I may not be the perfect guy for this, but if we are supposed to be pals with the city of Montreal, I guess I’m going to have to do. Bona fides? I lived in Montreal for six years. I’ve been here longer. There, I lived in the Plateau Mont-Royal. Here, I live in Parkdale. The two neighbourh­oods are not dissimilar: weedy, leftish, organic — a perfect match, if Parkdale was interested in seceding. A language lesson: We lived in a nice little apartment on Rue Christophe Colombe. The old couple who lived next door had a boarder who was developmen­tally disabled; the boarder used to make a few bucks with his bicycle, delivering groceries from a dépanneur in the neighbourh­ood.
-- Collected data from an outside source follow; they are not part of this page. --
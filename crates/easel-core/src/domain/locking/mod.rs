//! Resource locking for concurrent editing
//!
//! This module arbitrates who may edit a canvas at any moment. Locks are
//! time-bounded leases; a lease nobody refreshes simply stops counting.
//!
//! # Architecture
//!
//! - **Lease Store**: `LeaseStore` trait with SQLite and in-memory backends,
//!   versioned records and compare-and-swap writes
//! - **Lock Manager**: `LockManager` for acquire / refresh / release /
//!   override / status
//! - **Sweeper**: `ExpirySweeper` background cleanup of expired leases
//! - **Gate**: optional `ResourceGate` that keeps leases off deleted resources
//!
//! # Tiers
//!
//! `View < Edit < System < Emergency`. Edit and above share one exclusive
//! lease per resource. View leases are per holder and never contend. Only
//! `override_lock` can displace a live holder, and only from a higher tier.
//!
//! # Example
//!
//! ```ignore
//! use easel_core::domain::locking::{LockConfig, LockManager, LockTier};
//!
//! let manager = LockManager::in_memory(LockConfig::default());
//!
//! let lock = manager
//!     .acquire("canvas-7", "ann", LockTier::Edit, None, "layout pass")
//!     .await?;
//!
//! // Keep the lease alive while editing...
//! manager.refresh(lock.id, "ann", None).await?;
//!
//! manager.release(lock.id, "ann").await?;
//! ```

pub mod event;
pub mod gate;
pub mod manager;
pub mod repository;
pub mod store;
pub mod sweeper;
pub mod types;

// Re-export main types
pub use event::{LockEvent, LockEventType};
pub use gate::ResourceGate;
pub use manager::LockManager;
pub use repository::SqliteLeaseStore;
pub use store::{CasOutcome, InMemoryLeaseStore, LeaseStore, VersionedLock};
pub use sweeper::{ExpirySweeper, SweepReport, SWEEPER_ACTOR};
pub use types::{
    LeaseKey, LeaseSlot, Lock, LockConfig, LockError, LockResult, LockStatus, LockTier,
    ReleaseOutcome, MAX_TTL,
};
A dépanneur is a corner store. You can buy cheap wine at a dépanneur. Nobody likes the cheap wine very much, but if you have no shame and miss the liquor store, you might bring a bottle to a friend’s for dinner. Or to a resto. That’s short for restaurant; unlike here, the corkage fees are reasonable in the neighbourh­ood restos; unlike here, there are a lot of neighbourh­ood restos because rents are a little cheaper there. I am digressing. The neighbour’s boarder also made a little money cutting lawns. He asked me one summer day, not long after we moved in, if he could cut mine.

I don’t speak French and I wasn’t quite sure what he wanted when he showed up at the door. He got frustrated, and so he did that thing which people tend to do — HE STARTED SPEAKING LOUDLY — in order to make me understand.

I told him, calmly, in Plateau-accented French, that I couldn’t speak French — which, to him, meant that I really did speak French — which I didn’t, and still don’t.

But he thought I was tricking him — if I didn’t speak French, then how could I tell him, in French, that I couldn’t? We eventually became friends.

The word for lawnmower is “tondeuse.” There is a better way to learn. It is your right, as a Montrealer, to live within walking distance of the best bread you’ve ever had. I’m not being snobby; once you’ve had a baguette with a perfect crumb and a crust like an eggshell, that’s all you ever want. You learn to ask for it by watching the people in line in front of you. “Meme chose, s’il vous plait.” Same thing, please. A baker near our place made such good baguettes there were lineups a block long in front of his boulangeri­e — his bakery — even in winter. It became apparent that he needed more room to meet the growing demand, which meant he had to raise some capital, so he sold shares worth $20, redeemable for $25 worth of bread. I bought five shares, and everyone I knew did, too. A wild success. A Toronto restaurant owner recently tried something similar, and the securities people shut him down. There’s a lesson in this — perhaps it’s what our mayor meant when he said we should loosen up. And then there’s attitude. Torontonia­ns tend to walk cautiously, almost tentativel­y, so as not to upset anyone or get in the way — tentativel­y, except for those pushy commuters rushing for the trains back to the burbs — they are the ones who give us a reputation for being cold and in a hurry.

Montrealer­s walk, every single one of them, as if they were proud to be alive.

We all might learn a bit of that.

When I lived in Montreal, it was possible to redeem aluminum pop tins for a nickel; there were special machines in certain malls, and the guys who lived on the street would show up now and then with giant plastic bags full of tins, which they would feed into the machines, one by one, and collect the nickels the machine spat out. We should also do that here. An update: Schwartz’s Hebrew Delicatess­en was bought by Céline Dion a couple of years ago; my heart will go on, because I can still get a haunch of smoked meat expressed to my doorstep.

Meanwhile, on the other side of the Boulevard St. Laurent — a.k.a. the Main — Berson’s Monuments is gone, or is about to go. The late Mendy Berson sold headstones; dust in the air, along with the smell of smoked meat and mortality. But oh, Mendy carved lines that will last longer than anything I’ll ever write.